People are spending hours constantly looking down. This causes the muscles on the back of the neck to be constantly overstretched. Yet most people try to stretch their neck and shoulders by bending their head down in front, pulling forward on the back of their head, ultimately stretching an overstretched muscle.
Other known causes of neck pain are:
1. Muscle Strain or Sprain: This is caused by overexertion, awkward sleeping positions, or repetitive motions, leading to knots and muscle spasms.
2. Arthritis: Age-related wear and tear causes joints, discs, and bones in the neck to deteriorate, triggering pain. This can also be caused by old injuries that never were treated or never healed properly.
3. Whiplash or Injury: A sudden, violent jerk of the head (often from car accidents or sports) causes severe, acute pain. This type of injury can damage the muscles, tendons, ligaments, cartilage, and joints.
4. Stress: Mental stress often causes involuntary tightening of the muscles in the neck and shoulders, leading to stiffness. Over the years, I have also often seen how mental stress can create or exacerbate physical problems.
What are some practical helpful options as well as treatment options for those that have neck pain?
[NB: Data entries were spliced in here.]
//! HTTP handlers for the distributor wire surface
//!
//! Error kinds map onto status codes at this edge: 408 for a timed-out
//! request, 400 for unsupported capabilities or a malformed payload, 401
//! for a refused registration, 404 for unknown ids, 500 for factory
//! failures.

use axum::extract::{Path, State};
use axum::http::StatusCode;
use axum::response::{IntoResponse, Response};
use axum::Json;
use serde_json::json;
use tracing::debug;

use crate::data::{NewSessionPayload, NodeId, SessionId};
use crate::distributor::{DistributorError, NewSessionError};
use crate::node::remote::{NodeRegistration, RemoteNode};

use super::state::AppState;

/// The W3C-style error envelope
fn error_response(status: StatusCode, kind: &str, message: &str) -> Response {
    (
        status,
        Json(json!({
            "value": {
                "error": kind,
                "message": message,
                "stacktrace": "",
            }
        })),
    )
        .into_response()
}

fn status_for(error: &NewSessionError) -> StatusCode {
    match error {
        NewSessionError::Timeout => StatusCode::REQUEST_TIMEOUT,
        NewSessionError::UnsupportedCapabilities | NewSessionError::InvalidArgument(_) => {
            StatusCode::BAD_REQUEST
        }
        NewSessionError::FactoryFailed(_) | NewSessionError::Cancelled => {
            StatusCode::INTERNAL_SERVER_ERROR
        }
    }
}

/// POST /se/grid/distributor/session
pub async fn create_session(State(state): State<AppState>, body: String) -> Response {
    let payload: NewSessionPayload = match serde_json::from_str(&body) {
        Ok(payload) => payload,
        Err(e) => {
            return error_response(
                StatusCode::BAD_REQUEST,
                "invalid argument",
                &format!("malformed new session payload: {e}"),
            );
        }
    };

    match state.distributor.new_session(&payload).await {
        Ok(response) => (StatusCode::OK, Json(response.to_wire())).into_response(),
        Err(e) => error_response(status_for(&e), e.wire_kind(), &e.to_string()),
    }
}

/// POST /se/grid/distributor/node
pub async fn register_node(State(state): State<AppState>, body: String) -> Response {
    let registration: NodeRegistration = match serde_json::from_str(&body) {
        Ok(registration) => registration,
        Err(e) => {
            return error_response(
                StatusCode::BAD_REQUEST,
                "invalid argument",
                &format!("malformed node registration: {e}"),
            );
        }
    };

    let node_id = registration.status.node_id;
    let node = RemoteNode::new(state.bus.clone(), registration);
    match state.distributor.add(node) {
        Ok(()) => {
            debug!(%node_id, "node registered over http");
            (StatusCode::OK, Json(json!({"value": null}))).into_response()
        }
        Err(DistributorError::NodeRejected(_)) => error_response(
            StatusCode::UNAUTHORIZED,
            "node rejected",
            "registration secret mismatch",
        ),
        Err(e) => error_response(StatusCode::BAD_REQUEST, "node rejected", &e.to_string()),
    }
}

/// DELETE /se/grid/distributor/node/{node_id}
pub async fn remove_node(State(state): State<AppState>, Path(node_id): Path<String>) -> Response {
    let node_id: NodeId = match node_id.parse() {
        Ok(id) => id,
        Err(_) => {
            return error_response(
                StatusCode::BAD_REQUEST,
                "invalid argument",
                "node id is not a valid uuid",
            );
        }
    };

    match state.distributor.remove(node_id) {
        Ok(()) => (StatusCode::OK, Json(json!({"value": null}))).into_response(),
        Err(e) => error_response(StatusCode::NOT_FOUND, "not found", &e.to_string()),
    }
}

/// POST /se/grid/distributor/node/{node_id}/drain
pub async fn drain_node(State(state): State<AppState>, Path(node_id): Path<String>) -> Response {
    let node_id: NodeId = match node_id.parse() {
        Ok(id) => id,
        Err(_) => {
            return error_response(
                StatusCode::BAD_REQUEST,
                "invalid argument",
                "node id is not a valid uuid",
            );
        }
    };

    match state.distributor.drain(node_id) {
        Ok(()) => (StatusCode::OK, Json(json!({"value": null}))).into_response(),
        Err(e) => error_response(StatusCode::NOT_FOUND, "not found", &e.to_string()),
    }
}

/// GET /se/grid/distributor/status
pub async fn status(State(state): State<AppState>) -> Response {
    Json(state.distributor.status()).into_response()
}

/// GET /se/grid/distributor/session/{session_id}
pub async fn get_session(
    State(state): State<AppState>,
    Path(session_id): Path<String>,
) -> Response {
    let session_id: SessionId = match session_id.parse() {
        Ok(id) => id,
        Err(_) => {
            return error_response(
                StatusCode::BAD_REQUEST,
                "invalid argument",
                "session id is not a valid uuid",
            );
        }
    };

    match state.sessions.get(session_id) {
        Ok(session) => {
            let duration_ms = session.duration().num_milliseconds();
            (
                StatusCode::OK,
                Json(json!({
                    "value": {
                        "session": session,
                        "sessionDurationMillis": duration_ms,
                    }
                })),
            )
                .into_response()
        }
        Err(e) => error_response(StatusCode::NOT_FOUND, "not found", &e.to_string()),
    }
}

/// DELETE /se/grid/distributor/queue
pub async fn clear_queue(State(state): State<AppState>) -> Response {
    let cancelled = state.queue.clear();
    (StatusCode::OK, Json(json!({"value": cancelled}))).into_response()
}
1. Good Posture: Positioning computer monitors at eye level, using headsets, and taking frequent breaks. Also elevating the position of the phone while looking at it. If you are sitting on a sofa, use a pillow to elevate the position of your phone and keep your head looking more straightforward.
2. Heat &/or Cold Therapy: Ice packs for immediate injury/inflammation reduction; heat packs or hot showers for chronic stiffness. When re-injury to a chronic problem occurs, creating an acute episode, ice can be used.
3. Proper Sleep Position/Alignment: Using a low, firm pillow and avoiding stomach sleeping to keep the neck in a neutral position. Any sleeping position with your arms above the head will eventually create shoulder and/or neck problems.
4. Chiropractic evaluation and treatment: Via evaluation of the spine and nervous system, targeted adjustments of the spine and recommended exercises to create more stability around the spine.